The offer letter is the smallest number in the deal
An SDR's salary is the entry ticket, not the cost. Add commission, benefits, data subscriptions, a sales tool stack, and the management time it takes to keep the seat productive, and industry estimates land between $9,800 and $14,200 a month fully loaded. Divide that by real meeting output and the same estimates put the cost at roughly $700 to $1,150 per qualified meeting. Those are editorial benchmarks, not your books. So run your own numbers with every line item included. Most founders stop at the salary line and call it the cost. It isn't. Full billing mechanics for our side of the table are on the pricing page.
The In-House SDR
$9,800 to $14,200 /month, industry estimates
- Paid in full whether meetings land or not
- Typically months of ramp before the pipeline fills, salaried from day one
- Commission, benefits, data, tools, and management stack on top of base
- Roughly $700 to $1,150 per qualified meeting (industry estimates)
Pay Per Meeting
One flat rate /booked meeting
- Pays only for booked, double-confirmed meetings that match your written criteria
- A zero-meeting month costs zero
- Live in 48 to 72 hours, no ramp salary
- No-shows replaced free within 5 business days
Three costs that never make the job post
The monthly number is only half the story. The other half is time, attention, and concentration risk. These three show up on every SDR hire and almost never in the hiring plan.
Ramp time
A new SDR typically needs months before the pipeline fills. You pay the full monthly cost from day one, and the meetings arrive later, if the hire works out at all. Our campaigns launch within 48 to 72 hours of kickoff, and the meter only runs when a meeting books.
Management burden
Somebody has to recruit the rep, train them, coach them, review their conversations, and handle turnover when it comes. That is hours out of a founder's or sales manager's week, every week. It is real cost, and it rarely gets priced into the hire.
Single point of failure
One rep is your entire top of funnel. If they quit, burn out, or underperform, the pipeline stalls while you recruit, and the ramp clock restarts with the next hire. A system does not resign.
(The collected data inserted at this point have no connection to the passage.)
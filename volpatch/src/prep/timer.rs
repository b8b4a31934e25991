use std::time::{Duration, Instant};

/// 按阶段累计耗时的计时器。
#[derive(Clone, Debug)]
pub struct StageTimer {
    stages: Vec<(&'static str, Duration)>,
    since: Instant,
}

impl StageTimer {
    /// 初始化计时器。初始化时会视为已经调用一次`self.start()`。
    #[inline]
    pub fn new() -> Self {
        Self {
            stages: Vec::new(),
            since: Instant::now(),
        }
    }

    /// 开始计时。
    #[inline]
    pub fn start(&mut self) {
        self.since = Instant::now();
    }

    /// 结束计时，并将这一区间的时间累计到阶段`stage`上。上一次调用必须是`self.start()`，否则时间计算值无意义。
    pub fn elapsed(&mut self, stage: &'static str) {
        let spent = self.since.elapsed();
        match self.stages.iter_mut().find(|(name, _)| *name == stage) {
            Some((_, total)) => *total += spent,
            None => self.stages.push((stage, spent)),
        }
    }

    /// 按首次出现的顺序列出各阶段及其累计时间。
    pub fn stages(&self) -> &[(&'static str, Duration)] {
        self.stages.as_slice()
    }

    /// 某一阶段累计的时间（以毫秒为单位）。
    pub fn stage_ms(&self, stage: &str) -> Option<u64> {
        self.stages
            .iter()
            .find(|(name, _)| *name == stage)
            .map(|(_, d)| d.as_millis() as u64)
    }

    /// 所有阶段累计的时间总和（以毫秒为单位）。
    pub fn get_total_ms(&self) -> u64 {
        self.stages
            .iter()
            .map(|(_, d)| *d)
            .sum::<Duration>()
            .as_millis() as u64
    }

    /// 以`info`级别输出各阶段耗时。
    pub fn summary(&self) {
        log::info!("----------------------------------------------------------");
        for (name, d) in self.stages.iter() {
            log::info!("{name}: {} ms", d.as_millis());
        }
        log::info!("总耗时: {} ms", self.get_total_ms());
        log::info!("----------------------------------------------------------");
    }
}

impl Default for StageTimer {
    fn default() -> Self {
        Self::new()
    }
}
When hiring an SDR is the right call
Pay per meeting is not the answer for everyone. There are three situations where hiring in-house genuinely wins, and pretending otherwise would be exactly the kind of pitch this comparison exists to cut through.
Complex technical products
If the first conversation needs deep product knowledge, a trained human who lives in your product wins. Our system books meetings off outcome-led conversations. It does not run live technical discovery.
You are building a sales org
If the SDR seat is a promotion pipeline into closing roles and you want to grow leaders in-house, hire. That seat is an investment in the org, not just in this quarter's meeting count.
Full control of voice
An employee runs your exact scripts, your tone, your process, and changes them the moment you say so. If total control of every prospect touch matters more than cost per meeting, in-house wins.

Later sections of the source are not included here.